About this task:
Examine the material below. Gather every line in which the string "collect" appears.

____________________

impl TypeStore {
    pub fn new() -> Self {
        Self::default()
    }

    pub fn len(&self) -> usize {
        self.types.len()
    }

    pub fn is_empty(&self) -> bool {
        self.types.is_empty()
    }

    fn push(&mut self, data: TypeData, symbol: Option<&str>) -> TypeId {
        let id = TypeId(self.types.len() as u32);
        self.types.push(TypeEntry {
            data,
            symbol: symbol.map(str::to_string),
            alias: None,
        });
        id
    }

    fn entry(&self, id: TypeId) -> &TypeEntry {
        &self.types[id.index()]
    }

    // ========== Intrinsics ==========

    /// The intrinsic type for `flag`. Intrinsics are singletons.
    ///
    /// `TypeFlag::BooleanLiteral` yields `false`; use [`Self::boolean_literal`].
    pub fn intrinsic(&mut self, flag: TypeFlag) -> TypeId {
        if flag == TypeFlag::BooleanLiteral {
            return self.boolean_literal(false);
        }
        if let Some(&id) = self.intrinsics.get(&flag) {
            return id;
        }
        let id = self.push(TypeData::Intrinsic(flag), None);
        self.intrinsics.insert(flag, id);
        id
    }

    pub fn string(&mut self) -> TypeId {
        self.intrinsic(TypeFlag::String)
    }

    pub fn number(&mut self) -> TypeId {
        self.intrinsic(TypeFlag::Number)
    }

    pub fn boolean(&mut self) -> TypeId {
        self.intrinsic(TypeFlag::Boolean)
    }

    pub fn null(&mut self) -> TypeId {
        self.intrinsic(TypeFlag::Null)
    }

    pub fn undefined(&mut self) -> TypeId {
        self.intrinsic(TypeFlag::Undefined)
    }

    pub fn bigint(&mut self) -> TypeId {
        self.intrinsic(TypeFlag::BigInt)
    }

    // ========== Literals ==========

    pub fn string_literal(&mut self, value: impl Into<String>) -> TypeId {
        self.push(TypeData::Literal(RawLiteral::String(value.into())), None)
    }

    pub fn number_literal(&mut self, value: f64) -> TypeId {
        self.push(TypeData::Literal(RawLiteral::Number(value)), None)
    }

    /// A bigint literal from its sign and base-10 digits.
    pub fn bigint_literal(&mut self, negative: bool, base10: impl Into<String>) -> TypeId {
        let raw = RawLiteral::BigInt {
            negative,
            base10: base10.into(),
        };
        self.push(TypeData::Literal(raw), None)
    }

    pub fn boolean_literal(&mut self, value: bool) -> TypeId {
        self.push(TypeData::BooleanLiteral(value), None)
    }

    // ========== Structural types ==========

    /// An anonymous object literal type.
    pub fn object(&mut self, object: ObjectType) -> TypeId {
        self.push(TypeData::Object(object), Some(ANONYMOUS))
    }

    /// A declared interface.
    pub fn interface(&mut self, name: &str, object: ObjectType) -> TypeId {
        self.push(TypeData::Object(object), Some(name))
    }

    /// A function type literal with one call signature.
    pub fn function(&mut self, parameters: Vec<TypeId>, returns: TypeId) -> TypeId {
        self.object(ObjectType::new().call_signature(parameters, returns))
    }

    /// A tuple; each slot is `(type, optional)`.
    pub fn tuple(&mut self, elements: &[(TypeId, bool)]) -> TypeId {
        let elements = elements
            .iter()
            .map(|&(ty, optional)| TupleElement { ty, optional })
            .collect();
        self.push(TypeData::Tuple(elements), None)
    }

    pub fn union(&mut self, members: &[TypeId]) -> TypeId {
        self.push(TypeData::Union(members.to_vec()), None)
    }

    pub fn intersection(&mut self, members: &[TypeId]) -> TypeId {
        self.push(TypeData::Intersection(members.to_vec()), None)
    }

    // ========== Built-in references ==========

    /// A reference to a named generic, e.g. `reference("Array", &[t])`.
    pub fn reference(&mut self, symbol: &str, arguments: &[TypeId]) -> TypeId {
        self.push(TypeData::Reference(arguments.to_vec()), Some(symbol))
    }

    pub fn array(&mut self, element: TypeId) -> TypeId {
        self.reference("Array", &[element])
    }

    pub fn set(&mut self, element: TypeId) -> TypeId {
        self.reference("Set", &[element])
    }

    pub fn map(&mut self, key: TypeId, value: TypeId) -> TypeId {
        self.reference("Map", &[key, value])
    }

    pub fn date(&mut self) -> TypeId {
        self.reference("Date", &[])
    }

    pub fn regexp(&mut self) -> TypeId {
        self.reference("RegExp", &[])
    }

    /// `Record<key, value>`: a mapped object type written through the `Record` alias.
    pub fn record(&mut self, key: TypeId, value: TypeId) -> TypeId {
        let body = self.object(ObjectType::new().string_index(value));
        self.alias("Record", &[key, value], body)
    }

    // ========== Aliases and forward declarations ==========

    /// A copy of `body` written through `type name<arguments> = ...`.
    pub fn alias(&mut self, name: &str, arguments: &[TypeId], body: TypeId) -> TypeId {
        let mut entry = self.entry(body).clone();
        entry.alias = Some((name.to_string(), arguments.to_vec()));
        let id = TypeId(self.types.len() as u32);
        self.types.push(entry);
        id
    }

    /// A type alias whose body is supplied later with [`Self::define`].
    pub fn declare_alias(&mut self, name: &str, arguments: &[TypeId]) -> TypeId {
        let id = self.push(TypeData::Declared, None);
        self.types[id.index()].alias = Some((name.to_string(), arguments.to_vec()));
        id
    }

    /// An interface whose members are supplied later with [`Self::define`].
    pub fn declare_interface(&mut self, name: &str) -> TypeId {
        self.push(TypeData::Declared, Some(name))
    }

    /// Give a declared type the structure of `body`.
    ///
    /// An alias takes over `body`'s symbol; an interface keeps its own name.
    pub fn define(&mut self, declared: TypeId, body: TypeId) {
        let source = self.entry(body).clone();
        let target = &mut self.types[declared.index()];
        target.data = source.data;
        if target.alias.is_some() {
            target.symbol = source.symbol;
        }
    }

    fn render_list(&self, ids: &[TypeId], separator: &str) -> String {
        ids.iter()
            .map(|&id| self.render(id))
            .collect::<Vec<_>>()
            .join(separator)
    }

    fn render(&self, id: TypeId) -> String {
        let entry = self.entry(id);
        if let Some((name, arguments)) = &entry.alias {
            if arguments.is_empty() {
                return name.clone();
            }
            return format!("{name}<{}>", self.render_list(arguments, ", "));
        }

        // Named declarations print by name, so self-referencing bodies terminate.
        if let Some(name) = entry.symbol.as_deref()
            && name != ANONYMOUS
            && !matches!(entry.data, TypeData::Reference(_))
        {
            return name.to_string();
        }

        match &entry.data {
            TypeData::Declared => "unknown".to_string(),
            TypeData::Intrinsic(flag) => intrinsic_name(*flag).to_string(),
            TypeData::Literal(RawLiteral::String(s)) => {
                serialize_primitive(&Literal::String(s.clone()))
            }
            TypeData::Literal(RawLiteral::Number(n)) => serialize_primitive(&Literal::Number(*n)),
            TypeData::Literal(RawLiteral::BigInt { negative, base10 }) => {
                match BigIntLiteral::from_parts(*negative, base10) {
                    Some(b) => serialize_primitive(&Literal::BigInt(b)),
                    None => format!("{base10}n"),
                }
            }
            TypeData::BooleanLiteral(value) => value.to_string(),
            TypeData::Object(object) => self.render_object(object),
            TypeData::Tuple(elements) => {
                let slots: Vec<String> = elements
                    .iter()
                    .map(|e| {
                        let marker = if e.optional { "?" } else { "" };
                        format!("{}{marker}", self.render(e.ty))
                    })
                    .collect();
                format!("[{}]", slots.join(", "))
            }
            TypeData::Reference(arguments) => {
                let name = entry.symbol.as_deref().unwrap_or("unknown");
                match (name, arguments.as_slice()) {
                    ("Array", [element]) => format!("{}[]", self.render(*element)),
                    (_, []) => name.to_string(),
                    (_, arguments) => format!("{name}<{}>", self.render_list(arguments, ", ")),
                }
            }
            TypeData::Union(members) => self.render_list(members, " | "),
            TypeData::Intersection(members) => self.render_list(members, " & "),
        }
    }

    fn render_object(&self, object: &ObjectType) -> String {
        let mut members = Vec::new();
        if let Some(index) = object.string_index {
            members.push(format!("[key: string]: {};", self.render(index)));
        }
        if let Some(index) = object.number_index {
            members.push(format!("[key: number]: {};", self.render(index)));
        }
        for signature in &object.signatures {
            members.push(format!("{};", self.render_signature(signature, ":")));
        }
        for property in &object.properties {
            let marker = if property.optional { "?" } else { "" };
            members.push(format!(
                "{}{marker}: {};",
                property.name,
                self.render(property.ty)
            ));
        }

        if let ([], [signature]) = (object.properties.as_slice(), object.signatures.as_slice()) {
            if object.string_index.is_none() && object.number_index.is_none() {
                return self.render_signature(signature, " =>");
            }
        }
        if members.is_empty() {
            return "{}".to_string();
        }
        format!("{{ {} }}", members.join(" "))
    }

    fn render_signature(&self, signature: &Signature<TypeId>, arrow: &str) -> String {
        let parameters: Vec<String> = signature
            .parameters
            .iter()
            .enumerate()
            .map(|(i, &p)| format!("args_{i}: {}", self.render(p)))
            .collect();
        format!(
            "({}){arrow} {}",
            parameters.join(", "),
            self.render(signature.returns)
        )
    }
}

____________________

Answer below:
            .collect();
            .collect::<Vec<_>>()
                    .collect();
            .collect();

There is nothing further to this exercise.